→ **Your instructions**
Take every line from the material that has the word "list" in it.

→ **Entries provided**
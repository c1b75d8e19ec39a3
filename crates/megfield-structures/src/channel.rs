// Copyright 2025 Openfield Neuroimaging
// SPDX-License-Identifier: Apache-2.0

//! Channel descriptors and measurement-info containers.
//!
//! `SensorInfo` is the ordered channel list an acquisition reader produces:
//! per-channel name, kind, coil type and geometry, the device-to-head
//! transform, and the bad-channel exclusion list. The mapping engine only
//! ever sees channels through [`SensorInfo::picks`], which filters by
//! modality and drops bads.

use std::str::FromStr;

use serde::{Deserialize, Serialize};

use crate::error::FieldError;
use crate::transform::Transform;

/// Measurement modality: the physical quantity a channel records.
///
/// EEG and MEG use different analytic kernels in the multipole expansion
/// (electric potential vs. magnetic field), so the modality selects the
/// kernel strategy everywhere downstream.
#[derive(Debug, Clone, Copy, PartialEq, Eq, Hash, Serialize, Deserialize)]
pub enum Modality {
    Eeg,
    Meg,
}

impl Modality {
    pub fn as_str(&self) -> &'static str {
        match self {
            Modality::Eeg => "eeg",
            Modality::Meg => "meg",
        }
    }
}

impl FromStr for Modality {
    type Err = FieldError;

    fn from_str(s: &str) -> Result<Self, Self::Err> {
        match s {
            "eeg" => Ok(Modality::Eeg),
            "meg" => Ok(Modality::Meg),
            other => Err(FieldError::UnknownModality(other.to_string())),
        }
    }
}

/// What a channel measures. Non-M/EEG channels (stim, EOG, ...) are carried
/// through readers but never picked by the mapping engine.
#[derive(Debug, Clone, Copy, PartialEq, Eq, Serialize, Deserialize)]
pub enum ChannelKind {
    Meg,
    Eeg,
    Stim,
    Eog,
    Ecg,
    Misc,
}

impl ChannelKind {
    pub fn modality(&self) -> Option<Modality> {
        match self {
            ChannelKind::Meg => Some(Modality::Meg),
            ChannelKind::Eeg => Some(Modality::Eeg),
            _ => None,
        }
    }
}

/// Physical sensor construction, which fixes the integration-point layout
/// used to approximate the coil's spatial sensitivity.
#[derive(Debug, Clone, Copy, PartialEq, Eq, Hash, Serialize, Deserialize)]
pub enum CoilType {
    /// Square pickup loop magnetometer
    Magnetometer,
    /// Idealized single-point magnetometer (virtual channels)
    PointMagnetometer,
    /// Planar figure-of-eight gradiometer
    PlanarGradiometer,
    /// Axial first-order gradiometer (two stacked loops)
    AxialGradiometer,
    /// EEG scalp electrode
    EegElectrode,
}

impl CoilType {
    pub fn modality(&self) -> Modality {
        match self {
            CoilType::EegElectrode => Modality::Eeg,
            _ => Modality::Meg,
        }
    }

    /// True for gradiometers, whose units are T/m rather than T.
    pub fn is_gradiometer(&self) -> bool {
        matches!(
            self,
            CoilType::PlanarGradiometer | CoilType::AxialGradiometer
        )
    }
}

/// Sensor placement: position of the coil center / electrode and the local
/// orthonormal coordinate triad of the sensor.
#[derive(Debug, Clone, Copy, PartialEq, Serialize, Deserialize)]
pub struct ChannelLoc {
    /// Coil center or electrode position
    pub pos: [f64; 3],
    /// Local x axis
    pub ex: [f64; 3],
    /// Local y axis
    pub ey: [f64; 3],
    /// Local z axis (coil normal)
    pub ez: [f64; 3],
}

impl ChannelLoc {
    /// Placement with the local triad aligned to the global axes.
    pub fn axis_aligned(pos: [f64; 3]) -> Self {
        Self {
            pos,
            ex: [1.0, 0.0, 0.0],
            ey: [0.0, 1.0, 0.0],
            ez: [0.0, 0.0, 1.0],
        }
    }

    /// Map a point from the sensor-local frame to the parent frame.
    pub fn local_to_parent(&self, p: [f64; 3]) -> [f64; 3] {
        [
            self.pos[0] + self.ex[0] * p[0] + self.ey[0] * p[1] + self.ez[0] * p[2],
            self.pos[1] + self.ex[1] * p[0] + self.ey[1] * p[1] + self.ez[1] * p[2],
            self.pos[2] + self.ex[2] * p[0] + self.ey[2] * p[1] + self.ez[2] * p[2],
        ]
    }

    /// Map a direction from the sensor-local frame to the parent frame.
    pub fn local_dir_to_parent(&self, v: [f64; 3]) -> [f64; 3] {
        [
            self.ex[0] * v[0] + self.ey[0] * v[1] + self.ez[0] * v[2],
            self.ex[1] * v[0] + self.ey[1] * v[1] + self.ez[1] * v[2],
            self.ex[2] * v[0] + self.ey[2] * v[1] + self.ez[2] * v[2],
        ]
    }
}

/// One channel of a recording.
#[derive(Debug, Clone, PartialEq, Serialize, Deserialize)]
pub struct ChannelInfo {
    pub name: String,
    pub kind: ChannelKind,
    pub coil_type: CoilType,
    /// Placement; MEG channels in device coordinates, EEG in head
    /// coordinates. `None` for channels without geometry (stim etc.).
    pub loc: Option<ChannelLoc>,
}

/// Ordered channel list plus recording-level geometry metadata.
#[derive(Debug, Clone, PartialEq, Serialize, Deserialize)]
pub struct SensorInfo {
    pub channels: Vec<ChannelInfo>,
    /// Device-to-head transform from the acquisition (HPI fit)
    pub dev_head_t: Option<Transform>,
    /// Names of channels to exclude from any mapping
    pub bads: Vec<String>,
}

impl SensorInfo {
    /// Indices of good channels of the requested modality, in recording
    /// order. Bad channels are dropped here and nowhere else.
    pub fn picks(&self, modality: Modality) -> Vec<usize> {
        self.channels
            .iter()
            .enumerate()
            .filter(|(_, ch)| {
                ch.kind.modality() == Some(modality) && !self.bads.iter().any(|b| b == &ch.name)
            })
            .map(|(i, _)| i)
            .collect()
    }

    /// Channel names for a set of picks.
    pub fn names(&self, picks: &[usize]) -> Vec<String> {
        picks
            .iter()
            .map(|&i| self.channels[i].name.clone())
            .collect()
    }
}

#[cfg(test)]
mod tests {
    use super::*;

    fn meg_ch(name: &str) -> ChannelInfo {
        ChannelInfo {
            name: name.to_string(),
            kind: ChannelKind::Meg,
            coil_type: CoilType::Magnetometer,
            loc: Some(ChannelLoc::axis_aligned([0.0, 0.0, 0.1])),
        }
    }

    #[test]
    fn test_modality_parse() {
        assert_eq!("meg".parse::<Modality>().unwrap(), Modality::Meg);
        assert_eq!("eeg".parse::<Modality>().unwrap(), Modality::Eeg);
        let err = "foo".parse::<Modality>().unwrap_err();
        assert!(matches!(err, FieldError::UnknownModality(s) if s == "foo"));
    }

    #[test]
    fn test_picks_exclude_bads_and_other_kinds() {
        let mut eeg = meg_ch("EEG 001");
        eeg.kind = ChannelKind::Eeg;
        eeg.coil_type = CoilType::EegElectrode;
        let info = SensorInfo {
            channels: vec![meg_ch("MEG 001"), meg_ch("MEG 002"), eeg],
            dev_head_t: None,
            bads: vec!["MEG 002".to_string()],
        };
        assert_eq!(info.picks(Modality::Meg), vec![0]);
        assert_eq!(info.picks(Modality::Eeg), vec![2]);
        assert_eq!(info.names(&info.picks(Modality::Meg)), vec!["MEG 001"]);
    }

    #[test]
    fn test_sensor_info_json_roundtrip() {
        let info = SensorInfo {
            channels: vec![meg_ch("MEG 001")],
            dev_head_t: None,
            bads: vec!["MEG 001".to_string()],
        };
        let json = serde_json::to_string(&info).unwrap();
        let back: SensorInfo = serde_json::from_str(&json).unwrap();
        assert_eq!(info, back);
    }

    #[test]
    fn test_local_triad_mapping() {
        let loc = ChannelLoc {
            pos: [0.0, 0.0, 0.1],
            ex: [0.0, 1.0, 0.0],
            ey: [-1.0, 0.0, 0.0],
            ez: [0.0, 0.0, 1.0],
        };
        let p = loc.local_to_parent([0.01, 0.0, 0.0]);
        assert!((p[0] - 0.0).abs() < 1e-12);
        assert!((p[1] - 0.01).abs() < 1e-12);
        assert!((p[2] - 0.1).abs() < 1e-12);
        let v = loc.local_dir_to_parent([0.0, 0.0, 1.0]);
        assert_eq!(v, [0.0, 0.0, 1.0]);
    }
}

→ **Answer area**
//! `SensorInfo` is the ordered channel list an acquisition reader produces:
//! transform, and the bad-channel exclusion list. The mapping engine only
/// Ordered channel list plus recording-level geometry metadata.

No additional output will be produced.